YOUR GOAL » Your answer should be every line with the word "reverse", copied from the data below.

DATA »
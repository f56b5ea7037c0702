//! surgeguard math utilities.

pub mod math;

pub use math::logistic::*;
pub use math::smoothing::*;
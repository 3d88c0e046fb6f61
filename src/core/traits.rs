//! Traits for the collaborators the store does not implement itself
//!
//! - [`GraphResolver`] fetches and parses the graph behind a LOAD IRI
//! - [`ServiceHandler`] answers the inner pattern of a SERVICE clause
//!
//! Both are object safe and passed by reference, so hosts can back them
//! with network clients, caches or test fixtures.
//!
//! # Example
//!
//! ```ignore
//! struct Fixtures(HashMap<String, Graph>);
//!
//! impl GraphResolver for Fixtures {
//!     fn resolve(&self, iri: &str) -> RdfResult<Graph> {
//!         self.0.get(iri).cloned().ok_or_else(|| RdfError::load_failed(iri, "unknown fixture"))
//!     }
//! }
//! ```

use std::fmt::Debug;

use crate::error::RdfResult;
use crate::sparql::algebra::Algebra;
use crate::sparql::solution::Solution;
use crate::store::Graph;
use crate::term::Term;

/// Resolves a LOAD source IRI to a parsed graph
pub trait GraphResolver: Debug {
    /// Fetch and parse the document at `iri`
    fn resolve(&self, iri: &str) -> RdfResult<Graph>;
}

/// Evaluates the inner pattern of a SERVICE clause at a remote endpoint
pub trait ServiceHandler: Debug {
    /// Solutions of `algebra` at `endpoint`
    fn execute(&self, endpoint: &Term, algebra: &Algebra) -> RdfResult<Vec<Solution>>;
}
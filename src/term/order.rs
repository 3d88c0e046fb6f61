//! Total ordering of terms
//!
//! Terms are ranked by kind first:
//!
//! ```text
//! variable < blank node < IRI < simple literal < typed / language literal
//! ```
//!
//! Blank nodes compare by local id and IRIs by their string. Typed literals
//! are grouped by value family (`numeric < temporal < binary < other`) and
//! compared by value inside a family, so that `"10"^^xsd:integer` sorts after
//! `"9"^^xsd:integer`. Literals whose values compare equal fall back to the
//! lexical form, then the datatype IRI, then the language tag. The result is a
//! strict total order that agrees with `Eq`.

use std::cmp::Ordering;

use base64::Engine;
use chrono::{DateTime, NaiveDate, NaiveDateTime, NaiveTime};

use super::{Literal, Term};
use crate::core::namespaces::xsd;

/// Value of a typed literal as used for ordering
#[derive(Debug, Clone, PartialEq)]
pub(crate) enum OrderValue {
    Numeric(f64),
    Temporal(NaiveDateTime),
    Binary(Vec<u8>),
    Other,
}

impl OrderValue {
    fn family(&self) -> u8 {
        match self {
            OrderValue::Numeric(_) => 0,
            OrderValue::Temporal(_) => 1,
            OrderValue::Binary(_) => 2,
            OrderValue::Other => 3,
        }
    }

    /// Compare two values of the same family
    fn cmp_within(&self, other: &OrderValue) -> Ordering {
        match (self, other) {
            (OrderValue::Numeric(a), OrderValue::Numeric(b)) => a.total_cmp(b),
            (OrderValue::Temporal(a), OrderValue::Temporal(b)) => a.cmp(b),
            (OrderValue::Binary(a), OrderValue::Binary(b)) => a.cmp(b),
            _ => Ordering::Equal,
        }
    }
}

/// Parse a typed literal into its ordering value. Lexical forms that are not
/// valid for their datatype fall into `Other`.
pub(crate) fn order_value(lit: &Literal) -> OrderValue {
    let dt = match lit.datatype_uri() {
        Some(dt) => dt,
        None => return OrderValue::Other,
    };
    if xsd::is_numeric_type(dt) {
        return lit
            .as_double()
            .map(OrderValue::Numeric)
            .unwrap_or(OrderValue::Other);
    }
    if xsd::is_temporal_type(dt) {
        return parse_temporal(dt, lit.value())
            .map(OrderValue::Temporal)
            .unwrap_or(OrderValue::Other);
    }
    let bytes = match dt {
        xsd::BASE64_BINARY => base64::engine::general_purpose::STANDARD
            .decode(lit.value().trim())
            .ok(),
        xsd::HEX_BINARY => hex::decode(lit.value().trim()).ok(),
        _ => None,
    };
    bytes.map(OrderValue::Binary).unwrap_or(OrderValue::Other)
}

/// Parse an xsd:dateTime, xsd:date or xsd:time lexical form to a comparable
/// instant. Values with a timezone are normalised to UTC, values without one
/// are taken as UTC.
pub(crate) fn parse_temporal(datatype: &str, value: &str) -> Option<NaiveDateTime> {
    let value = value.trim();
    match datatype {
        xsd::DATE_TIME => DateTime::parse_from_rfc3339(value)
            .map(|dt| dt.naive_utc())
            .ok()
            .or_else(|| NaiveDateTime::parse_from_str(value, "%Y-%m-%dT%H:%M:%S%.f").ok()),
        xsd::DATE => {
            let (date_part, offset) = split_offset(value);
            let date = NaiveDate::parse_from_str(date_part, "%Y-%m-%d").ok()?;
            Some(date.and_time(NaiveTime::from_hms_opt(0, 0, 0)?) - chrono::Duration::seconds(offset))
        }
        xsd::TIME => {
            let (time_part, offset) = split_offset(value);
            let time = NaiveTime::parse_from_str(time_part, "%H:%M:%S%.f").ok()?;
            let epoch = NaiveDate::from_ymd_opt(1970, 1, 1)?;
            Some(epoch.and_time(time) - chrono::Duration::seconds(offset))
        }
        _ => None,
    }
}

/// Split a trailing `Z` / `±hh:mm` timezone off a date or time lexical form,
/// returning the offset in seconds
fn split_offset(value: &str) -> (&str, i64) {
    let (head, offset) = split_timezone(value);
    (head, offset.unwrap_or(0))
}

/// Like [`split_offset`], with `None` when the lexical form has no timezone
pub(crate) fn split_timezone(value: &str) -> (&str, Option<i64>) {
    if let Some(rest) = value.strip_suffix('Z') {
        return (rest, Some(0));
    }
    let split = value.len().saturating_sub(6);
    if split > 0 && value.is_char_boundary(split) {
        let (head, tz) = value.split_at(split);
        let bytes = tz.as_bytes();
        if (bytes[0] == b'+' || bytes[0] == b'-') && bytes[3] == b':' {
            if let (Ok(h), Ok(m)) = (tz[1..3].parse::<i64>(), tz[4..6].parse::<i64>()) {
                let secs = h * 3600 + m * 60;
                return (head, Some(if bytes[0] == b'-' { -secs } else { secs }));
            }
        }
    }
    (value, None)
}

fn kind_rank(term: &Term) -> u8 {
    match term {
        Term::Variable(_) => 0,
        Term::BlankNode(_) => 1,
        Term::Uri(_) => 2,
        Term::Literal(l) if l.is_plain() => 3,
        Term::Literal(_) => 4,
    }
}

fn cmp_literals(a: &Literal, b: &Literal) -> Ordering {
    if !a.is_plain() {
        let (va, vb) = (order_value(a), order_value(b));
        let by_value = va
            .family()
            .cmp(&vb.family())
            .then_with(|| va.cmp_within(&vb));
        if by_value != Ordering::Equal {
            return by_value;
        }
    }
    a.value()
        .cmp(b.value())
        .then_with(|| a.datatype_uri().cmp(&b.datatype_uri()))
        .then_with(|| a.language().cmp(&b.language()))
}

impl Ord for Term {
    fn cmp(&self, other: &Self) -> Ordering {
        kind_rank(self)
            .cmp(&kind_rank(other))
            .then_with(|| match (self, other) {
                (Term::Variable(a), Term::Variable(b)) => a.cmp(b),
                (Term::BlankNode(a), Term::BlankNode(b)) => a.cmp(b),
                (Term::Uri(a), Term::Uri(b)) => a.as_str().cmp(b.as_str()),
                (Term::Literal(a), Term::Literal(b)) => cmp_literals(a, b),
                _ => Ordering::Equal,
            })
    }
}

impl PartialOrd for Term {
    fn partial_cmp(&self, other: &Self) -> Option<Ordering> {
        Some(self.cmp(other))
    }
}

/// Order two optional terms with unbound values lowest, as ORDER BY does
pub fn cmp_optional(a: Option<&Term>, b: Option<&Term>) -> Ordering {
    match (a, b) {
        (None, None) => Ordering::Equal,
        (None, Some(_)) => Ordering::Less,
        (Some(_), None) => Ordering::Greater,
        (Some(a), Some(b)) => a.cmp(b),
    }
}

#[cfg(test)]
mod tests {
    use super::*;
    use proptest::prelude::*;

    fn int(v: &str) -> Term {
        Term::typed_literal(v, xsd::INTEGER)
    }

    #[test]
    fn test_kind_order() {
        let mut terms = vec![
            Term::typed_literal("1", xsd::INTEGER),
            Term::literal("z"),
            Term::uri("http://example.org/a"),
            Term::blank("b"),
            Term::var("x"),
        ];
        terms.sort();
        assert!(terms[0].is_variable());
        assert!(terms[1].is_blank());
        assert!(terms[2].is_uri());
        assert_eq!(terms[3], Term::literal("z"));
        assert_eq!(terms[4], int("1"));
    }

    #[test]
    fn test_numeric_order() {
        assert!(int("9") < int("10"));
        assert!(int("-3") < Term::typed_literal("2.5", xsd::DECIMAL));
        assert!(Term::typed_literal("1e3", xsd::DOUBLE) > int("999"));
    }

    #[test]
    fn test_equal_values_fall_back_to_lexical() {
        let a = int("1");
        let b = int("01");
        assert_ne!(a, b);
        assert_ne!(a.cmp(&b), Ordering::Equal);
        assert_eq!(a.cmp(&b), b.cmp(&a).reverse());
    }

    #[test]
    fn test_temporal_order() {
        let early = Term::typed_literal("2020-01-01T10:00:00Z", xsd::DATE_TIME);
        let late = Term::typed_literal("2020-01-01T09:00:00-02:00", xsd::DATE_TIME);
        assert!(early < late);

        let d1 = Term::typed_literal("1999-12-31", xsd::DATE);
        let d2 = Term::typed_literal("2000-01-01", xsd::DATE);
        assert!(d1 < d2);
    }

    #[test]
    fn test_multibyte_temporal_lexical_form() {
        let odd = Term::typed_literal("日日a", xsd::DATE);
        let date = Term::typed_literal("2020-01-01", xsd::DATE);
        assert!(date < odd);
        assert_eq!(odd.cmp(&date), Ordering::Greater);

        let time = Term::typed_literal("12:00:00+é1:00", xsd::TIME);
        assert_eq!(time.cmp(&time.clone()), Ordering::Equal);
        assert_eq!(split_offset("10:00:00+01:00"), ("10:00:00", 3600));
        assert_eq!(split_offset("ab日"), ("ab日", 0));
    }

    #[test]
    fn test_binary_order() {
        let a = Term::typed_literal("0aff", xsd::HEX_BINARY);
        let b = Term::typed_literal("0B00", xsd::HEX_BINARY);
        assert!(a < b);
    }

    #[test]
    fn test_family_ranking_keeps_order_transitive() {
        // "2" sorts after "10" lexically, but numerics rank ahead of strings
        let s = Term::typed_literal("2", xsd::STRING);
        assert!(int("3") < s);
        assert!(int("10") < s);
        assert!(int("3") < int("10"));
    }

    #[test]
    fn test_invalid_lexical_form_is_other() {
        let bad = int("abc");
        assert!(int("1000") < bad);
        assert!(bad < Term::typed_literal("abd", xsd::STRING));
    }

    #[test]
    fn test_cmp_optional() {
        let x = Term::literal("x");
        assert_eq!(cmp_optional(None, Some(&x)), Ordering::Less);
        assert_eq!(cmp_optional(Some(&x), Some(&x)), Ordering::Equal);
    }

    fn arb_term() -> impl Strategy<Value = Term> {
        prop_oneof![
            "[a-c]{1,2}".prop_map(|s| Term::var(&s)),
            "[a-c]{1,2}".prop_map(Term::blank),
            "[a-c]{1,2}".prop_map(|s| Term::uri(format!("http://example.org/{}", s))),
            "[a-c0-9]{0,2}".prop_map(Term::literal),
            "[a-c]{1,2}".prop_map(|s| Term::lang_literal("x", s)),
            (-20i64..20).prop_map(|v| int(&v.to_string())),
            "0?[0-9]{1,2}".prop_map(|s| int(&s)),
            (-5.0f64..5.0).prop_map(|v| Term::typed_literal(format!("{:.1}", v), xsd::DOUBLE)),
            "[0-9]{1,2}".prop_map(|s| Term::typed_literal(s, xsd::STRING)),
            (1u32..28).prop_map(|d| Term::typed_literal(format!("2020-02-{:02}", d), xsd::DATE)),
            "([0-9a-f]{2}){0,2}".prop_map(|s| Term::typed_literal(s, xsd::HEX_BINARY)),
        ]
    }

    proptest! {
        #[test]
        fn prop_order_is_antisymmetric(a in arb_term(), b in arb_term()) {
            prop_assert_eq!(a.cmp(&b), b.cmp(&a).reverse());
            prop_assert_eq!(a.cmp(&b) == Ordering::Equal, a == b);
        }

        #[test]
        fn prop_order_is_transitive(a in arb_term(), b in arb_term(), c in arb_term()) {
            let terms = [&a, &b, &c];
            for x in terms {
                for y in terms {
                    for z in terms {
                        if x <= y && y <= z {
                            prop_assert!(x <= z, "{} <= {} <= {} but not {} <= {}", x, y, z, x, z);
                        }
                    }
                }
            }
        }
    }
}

RESPONSE TO THE EXERCISE »
        assert_eq!(a.cmp(&b), b.cmp(&a).reverse());
            prop_assert_eq!(a.cmp(&b), b.cmp(&a).reverse());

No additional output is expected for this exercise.